Kinder sollten ab einem Alter von einem Jahr ganz normal mit den Eltern gemeinsam speisen. Sonderprodukte für Kinder wie Fruchtzwerge, Wurst mit Bildern oder kleine Spielzeuggeschenke und anderes mehr hält der Bundesverband der Verbraucherzentralen (vzbv) für überflüssig und teuer. „Kleinkinder brauchen keine Extrawurst“, stellt vzbv-Chef Gerd Billen fest.

 

Viele Produkte werden durch eine spezielle Aufmachung, etwa Abbildungen von Comicfiguren, für eine junge Zielgruppe interessant gemacht.
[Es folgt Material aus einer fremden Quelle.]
//! Connection lifecycle: join, input dispatch, leave

use std::sync::Arc;

use tokio::sync::broadcast;
use tracing::{debug, info};
use uuid::Uuid;

use crate::ws::protocol::{ClientMsg, ConnectionId, MoveRequest, ServerMsg, ShootRequest};

use super::broadcast::{Audience, Broadcaster, Envelope};
use super::validate::{apply_move, validate_move};
use super::world::{Projectile, SharedWorld};

/// Owns the join/leave protocol and routes client input into the world
#[derive(Clone)]
pub struct ConnectionManager {
    world: SharedWorld,
    outbound: Broadcaster,
}

impl ConnectionManager {
    pub fn new(world: SharedWorld, outbound: Broadcaster) -> Self {
        Self { world, outbound }
    }

    /// Register a new client.
    ///
    /// Every outbound send happens under the world lock, so subscribing inside it makes `joined`
    /// the first batch the new session sees, with nothing missed after it.
    pub fn connect(&self) -> (ConnectionHandler, Outbox) {
        let id = Uuid::new_v4();

        let mut world = self.world.lock();
        let outbound_rx = self.outbound.subscribe();
        let player = world.spawn_player();
        let record = player.to_record(id);
        world.insert_player(id, player);

        self.outbound.send_one(
            Audience::Only(id),
            ServerMsg::Joined {
                players: world.roster(),
                id,
            },
        );
        self.outbound
            .send_one(Audience::AllExcept(id), ServerMsg::NewPlayer(record.clone()));

        info!(
            connection_id = %id,
            name = %record.name,
            player_count = world.player_count(),
            "Player connected"
        );

        let handler = ConnectionHandler {
            id,
            manager: self.clone(),
        };
        let outbox = Outbox {
            id,
            rx: outbound_rx,
        };
        (handler, outbox)
    }

    /// Apply one client message. Unknown ids and out-of-range input are dropped.
    pub fn handle(&self, id: ConnectionId, msg: ClientMsg) {
        match msg {
            ClientMsg::Move(req) => self.handle_move(id, req),
            ClientMsg::Shoot(req) => self.handle_shoot(id, req),
        }
    }

    fn handle_move(&self, id: ConnectionId, req: MoveRequest) {
        let mv = match validate_move(req) {
            Ok(mv) => mv,
            Err(e) => {
                debug!(connection_id = %id, error = %e, "Dropped move");
                return;
            }
        };

        if let Some(player) = self.world.lock().player_mut(&id) {
            apply_move(player, mv);
        }
    }

    fn handle_shoot(&self, id: ConnectionId, req: ShootRequest) {
        let mut world = self.world.lock();
        if world.player(&id).is_none() {
            debug!(connection_id = %id, "Shoot from unknown connection");
            return;
        }

        let projectile_id =
            world.push_projectile(Projectile::new(req.x, req.y, req.dir.x, req.dir.y, id));

        if let Some(projectile) = world.projectile(projectile_id) {
            self.outbound.send_one(
                Audience::All,
                ServerMsg::NewBullet(projectile.to_record(projectile_id)),
            );
        }
    }

    /// Remove a client. Unknown or already-removed ids are a no-op.
    pub fn disconnect(&self, id: ConnectionId) {
        let mut world = self.world.lock();
        if world.remove_player(&id).is_none() {
            return;
        }
        self.outbound
            .send_one(Audience::AllExcept(id), ServerMsg::PlayerDisconnected { id });

        info!(
            connection_id = %id,
            player_count = world.player_count(),
            "Player disconnected"
        );
    }
}

/// One client session, bound to its id and an explicit handle on the manager
#[derive(Clone)]
pub struct ConnectionHandler {
    id: ConnectionId,
    manager: ConnectionManager,
}

impl ConnectionHandler {
    pub fn id(&self) -> ConnectionId {
        self.id
    }

    pub fn on_message(&self, msg: ClientMsg) {
        self.manager.handle(self.id, msg);
    }

    pub fn on_disconnect(&self) {
        self.manager.disconnect(self.id);
    }
}

/// Why a session's outbound stream ended
#[derive(Debug, Clone, Copy, PartialEq, Eq, thiserror::Error)]
pub enum OutboxError {
    /// Batches were overwritten before delivery; the client state can no longer be trusted
    #[error("fell behind by {0} batches")]
    Lagged(u64),

    #[error("outbound channel closed")]
    Closed,
}

/// Receiving end of the outbound stream, filtered to one connection
pub struct Outbox {
    id: ConnectionId,
    rx: broadcast::Receiver<Envelope>,
}

impl Outbox {
    /// Next batch addressed to this connection.
    ///
    /// Lag is an error rather than a skip: one-shot events such as `playerDisconnected` may be
    /// among the lost batches.
    pub async fn recv(&mut self) -> Result<Arc<Vec<ServerMsg>>, OutboxError> {
        loop {
            match self.rx.recv().await {
                Ok(envelope) if envelope.audience.includes(&self.id) => return Ok(envelope.events),
                Ok(_) => continue,
                Err(broadcast::error::RecvError::Lagged(n)) => return Err(OutboxError::Lagged(n)),
                Err(broadcast::error::RecvError::Closed) => return Err(OutboxError::Closed),
            }
        }
    }
}

#[cfg(test)]
mod tests {
    use super::*;
    use crate::game::broadcast::TickDriver;
    use crate::game::world::World;
    use crate::ws::protocol::Direction;
    use std::collections::HashSet;

    struct Harness {
        manager: ConnectionManager,
        driver: TickDriver,
        world: SharedWorld,
    }

    fn harness() -> Harness {
        let world = World::shared(42);
        let outbound = Broadcaster::new(1024);
        Harness {
            manager: ConnectionManager::new(world.clone(), outbound.clone()),
            driver: TickDriver::new(world.clone(), outbound, Default::default(), 300),
            world,
        }
    }

    /// Everything currently queued for this outbox, in delivery order
    fn drain(outbox: &mut Outbox) -> Vec<ServerMsg> {
        let mut out = Vec::new();
        while let Ok(envelope) = outbox.rx.try_recv() {
            if envelope.audience.includes(&outbox.id) {
                out.extend(envelope.events.iter().cloned());
            }
        }
        out
    }

    fn move_msg(x: f64, y: f64, rot: f64) -> ClientMsg {
        ClientMsg::Move(MoveRequest { x, y, rot, boost: false })
    }

    #[test]
    fn joined_contains_roster_including_self() {
        let h = harness();
        let (a, mut rx_a) = h.manager.connect();
        let (b, mut rx_b) = h.manager.connect();

        let a_events = drain(&mut rx_a);
        assert_eq!(a_events.len(), 2);
        match &a_events[0] {
            ServerMsg::Joined { players, id } => {
                assert_eq!(*id, a.id());
                assert_eq!(players.len(), 1);
                assert_eq!(players[0].name, "Player 0");
            }
            other => panic!("expected joined, got {:?}", other),
        }
        assert!(matches!(&a_events[1], ServerMsg::NewPlayer(r) if r.id == b.id()));

        let b_events = drain(&mut rx_b);
        assert_eq!(b_events.len(), 1);
        match &b_events[0] {
            ServerMsg::Joined { players, id } => {
                assert_eq!(*id, b.id());
                let ids: HashSet<_> = players.iter().map(|p| p.id).collect();
                assert_eq!(ids, HashSet::from([a.id(), b.id()]));
            }
            other => panic!("expected joined, got {:?}", other),
        }
    }

    #[test]
    fn each_other_client_gets_exactly_one_new_player() {
        let h = harness();
        let (a, mut rx_a) = h.manager.connect();
        let (b, mut rx_b) = h.manager.connect();
        drain(&mut rx_a);
        drain(&mut rx_b);

        let (c, mut rx_c) = h.manager.connect();
        for rx in [&mut rx_a, &mut rx_b] {
            let events = drain(rx);
            let notices: Vec<_> = events
                .iter()
                .filter(|e| matches!(e, ServerMsg::NewPlayer(r) if r.id == c.id()))
                .collect();
            assert_eq!(notices.len(), 1);
        }
        let own = drain(&mut rx_c);
        assert!(!own.iter().any(|e| matches!(e, ServerMsg::NewPlayer(_))));
    }

    #[test]
    fn disconnect_notifies_others_once_and_vanishes_from_ticks() {
        let h = harness();
        let (a, mut rx_a) = h.manager.connect();
        let (b, mut rx_b) = h.manager.connect();
        drain(&mut rx_a);

        b.on_disconnect();
        b.on_disconnect();
        h.driver.step();
        h.driver.step();

        let events = drain(&mut rx_a);
        let gone = events
            .iter()
            .filter(|e| **e == ServerMsg::PlayerDisconnected { id: b.id() })
            .count();
        assert_eq!(gone, 1);
        assert!(!events
            .iter()
            .any(|e| matches!(e, ServerMsg::PlayerMoved(r) if r.id == b.id())));
        assert!(events
            .iter()
            .any(|e| matches!(e, ServerMsg::PlayerMoved(r) if r.id == a.id())));

        let b_events = drain(&mut rx_b);
        assert!(!b_events
            .iter()
            .any(|e| matches!(e, ServerMsg::PlayerDisconnected { .. })));
    }

    #[test]
    fn valid_move_is_applied_and_invalid_is_dropped() {
        let h = harness();
        let (a, _rx) = h.manager.connect();

        a.on_message(move_msg(5.0, 0.0, 3.0));
        a.on_message(move_msg(6.0, 0.0, 0.0));
        a.on_message(move_msg(0.0, -100.0, 0.0));
        a.on_message(move_msg(0.0, 0.0, 10.0));

        let world = h.world.lock();
        let p = world.player(&a.id()).unwrap();
        assert!((p.acc_x - 0.5).abs() < 1e-12);
        assert_eq!(p.acc_y, 0.0);
        assert_eq!(p.rot, 3.0);
    }

    #[test]
    fn input_from_unknown_connection_is_ignored() {
        let h = harness();
        let (a, mut rx) = h.manager.connect();
        drain(&mut rx);

        let stranger = Uuid::new_v4();
        h.manager.handle(stranger, move_msg(1.0, 1.0, 1.0));
        h.manager.handle(
            stranger,
            ClientMsg::Shoot(ShootRequest {
                dir: Direction { x: 1.0, y: 0.0 },
                x: 0.0,
                y: 0.0,
            }),
        );
        h.manager.disconnect(stranger);

        assert_eq!(h.world.lock().projectile_count(), 0);
        assert!(drain(&mut rx).is_empty());
    }

    #[test]
    fn shoot_is_broadcast_to_everyone_including_shooter() {
        let h = harness();
        let (a, mut rx_a) = h.manager.connect();
        let (b, mut rx_b) = h.manager.connect();
        drain(&mut rx_a);
        drain(&mut rx_b);

        a.on_message(ClientMsg::Shoot(ShootRequest {
            dir: Direction { x: 1.0, y: 0.0 },
            x: 50.0,
            y: 60.0,
        }));

        for rx in [&mut rx_a, &mut rx_b] {
            let events = drain(rx);
            assert_eq!(events.len(), 1);
            match &events[0] {
                ServerMsg::NewBullet(r) => {
                    assert_eq!((r.x, r.y, r.dir_x, r.dir_y), (50.0, 60.0, 1.0, 0.0));
                    assert_eq!(r.owner_id, a.id());
                }
                other => panic!("expected newBullet, got {:?}", other),
            }
        }

        h.driver.step();
        let events = drain(&mut rx_b);
        assert!(matches!(&events[0], ServerMsg::UpdateBullet(r) if r.x == 54.0));
    }

    #[test]
    fn projectile_outlives_its_owner() {
        let h = harness();
        let (a, _rx) = h.manager.connect();
        a.on_message(ClientMsg::Shoot(ShootRequest {
            dir: Direction { x: 0.0, y: -1.0 },
            x: 0.0,
            y: 0.0,
        }));
        a.on_disconnect();
        h.driver.step();

        let world = h.world.lock();
        let (_, p) = world.projectiles().next().unwrap();
        assert_eq!(p.owner_id, a.id());
        assert_eq!(p.y, -4.0);
    }

    #[test]
    fn single_impulse_decays_over_fifty_quiet_ticks() {
        let h = harness();
        let (a, _rx_a) = h.manager.connect();
        let (_b, _rx_b) = h.manager.connect();

        a.on_message(move_msg(5.0, 0.0, 0.0));
        h.driver.step();
        let after_first = h.world.lock().player(&a.id()).unwrap().acc_x;

        for _ in 1..50 {
            h.driver.step();
            let acc_x = h.world.lock().player(&a.id()).unwrap().acc_x;
            assert!(-10.0 < acc_x && acc_x < 10.0);
        }

        let last = h.world.lock().player(&a.id()).unwrap().acc_x;
        assert!(last.abs() < after_first.abs());
        assert!(last > 0.0);
    }

    #[tokio::test]
    async fn lagging_outbox_reports_lag_instead_of_skipping() {
        let world = World::shared(5);
        let outbound = Broadcaster::new(4);
        let manager = ConnectionManager::new(world.clone(), outbound.clone());
        let driver = TickDriver::new(world.clone(), outbound, Default::default(), 300);

        let (_a, mut outbox_a) = manager.connect();
        let (b, _outbox_b) = manager.connect();
        b.on_disconnect();
        for _ in 0..4 {
            driver.step();
        }

        // The playerDisconnected batch was overwritten; A must not carry on as if nothing happened
        assert!(matches!(outbox_a.recv().await, Err(OutboxError::Lagged(_))));
        assert!(world.lock().player(&b.id()).is_none());
    }

    #[tokio::test]
    async fn outbox_skips_batches_for_other_connections() {
        let h = harness();
        let (a, mut outbox_a) = h.manager.connect();
        let (_b, _outbox_b) = h.manager.connect();
        h.driver.step();

        let joined = outbox_a.recv().await.unwrap();
        assert!(matches!(&joined[0], ServerMsg::Joined { id, .. } if *id == a.id()));
        let notice = outbox_a.recv().await.unwrap();
        assert!(matches!(&notice[0], ServerMsg::NewPlayer(_)));
        let tick = outbox_a.recv().await.unwrap();
        assert_eq!(tick.last(), Some(&ServerMsg::UpdateScreen));
    }

    #[test]
    fn joined_is_first_even_while_ticking_concurrently() {
        let world = World::shared(11);
        let outbound = Broadcaster::new(8192);
        let manager = ConnectionManager::new(world.clone(), outbound.clone());
        let driver = TickDriver::new(world, outbound, Default::default(), 300);

        let ticker = std::thread::spawn(move || {
            for _ in 0..300 {
                driver.step();
            }
        });

        let mut sessions = Vec::new();
        for _ in 0..50 {
            sessions.push(manager.connect());
            std::thread::yield_now();
        }
        ticker.join().unwrap();

        for (handler, mut outbox) in sessions {
            let events = drain(&mut outbox);
            match events.first() {
                Some(ServerMsg::Joined { id, .. }) => assert_eq!(*id, handler.id()),
                other => panic!("first event was {:?}", other),
            }
        }
    }
}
Die Eltern gehen meist davon aus, dass die Rezepturen der Nahrungsmittel dafür auch kindgerecht zusammengestellt wird. 40 Prozent der vom Verband repräsentativ Befragten Kunden vermuteten beim Inhalt wenig Zucker, Salz und Fett. Doch weit gefehlt. Ein Marktcheck der Bremer Verbraucherzentrale im letzten Sommer dient als Beleg. Von 39 untersuchten Kinderlebensmitteln enthielten 41 Prozent zu viel Zucker, 16 Prozent mehr Salz als gut ist und gut ein Drittel zu viele ungünstig gesättigte Fettsäuren. Der Blick auf die Nährwertangaben auf der Verpackung hilft den Eltern beim Einkauf auch nicht recht weiter. Denn die Hersteller legen beim Kalorienbedarf auch hier den einer erwachsenen Frau zugrunde.

 

Nach Beobachtung des Verbands hat sich die Industrie mit Kleinstkindern im Alter von unter drei Jahren eine neue Zielgruppe erschlossen. Die Lebensmittel gelten als diätisch. Dazu gehören zum Beispiel Trinkbreie oder Kindermilch. Das Bundesamt für Verbraucherschutz und Lebensmittelsicherheit (BvR) kam in einer Studie zum Ergebnis, dass Kindermilch nicht besser ist als Kuhmilch. Aber teurer ist sie allemal. Nach Berechnung des vzbv kostet sie im Jahr bis zu 270 Euro mehr als fettarme Milch.

 

Vor allem ärgert sich Billen über die frühe Gewöhnung der Sprößlinge an industriell hergestellte Fertigprodukte. „Eltern und Kinder werden von Anfang an entmündigt und auf Fertigprodukte geeicht“, kritisiert Billen. Kinder sollten echtes Obst kennenlernen und nicht nur Aromen. Auch die Werbeaussagen stellt der Verband an den Pranger. Denn häufig versprechen die Hersteller gesundheitsfördernde Eigenschaften beim Riegel oder Getränk. Manche sollen besonders viele Vitamine beinhalten, andere zu einer besseren Jodversorgung beitragen. Rechtlich ist das höchst umstritten, weil das EU-Recht eigentlich einen Wirksamkeitsnachweis verlangt, wenn derlei Nebeneffekte einer Mahlzeit versprochen werden. Ein Dossier des vzbv spricht von einem Wildwuchs bei der Umsetzung der entsprechenden Verordnung.

 

Billen will einen Verzicht der Hersteller auf eine speziell an Kinder gerichtete Werbung durchsetzen. Wenn die Selbstverpflichtung der Branche nicht eingehalten werde, müsse die Politik handeln. Der Markt ist für die Industrie bedeutsam. Über 600 Millionen Euro gaben die Unternehmen 2010 allein für die Werbung für Süßigkeiten aus. Auch greifen viele Eltern gerne zu Kinderprodukten. Fruchtzwerge & Co kauften im letzten Jahr laut Verband 15 Millionen Haushalte. Für Kindermilch, -joghurts und -quarks wurden 165 Millionen Euro ausgegeben. Neue Produkte wie Kinderwurst oder -pudding verzeichnen jährlich zweistellige Zuwachsraten.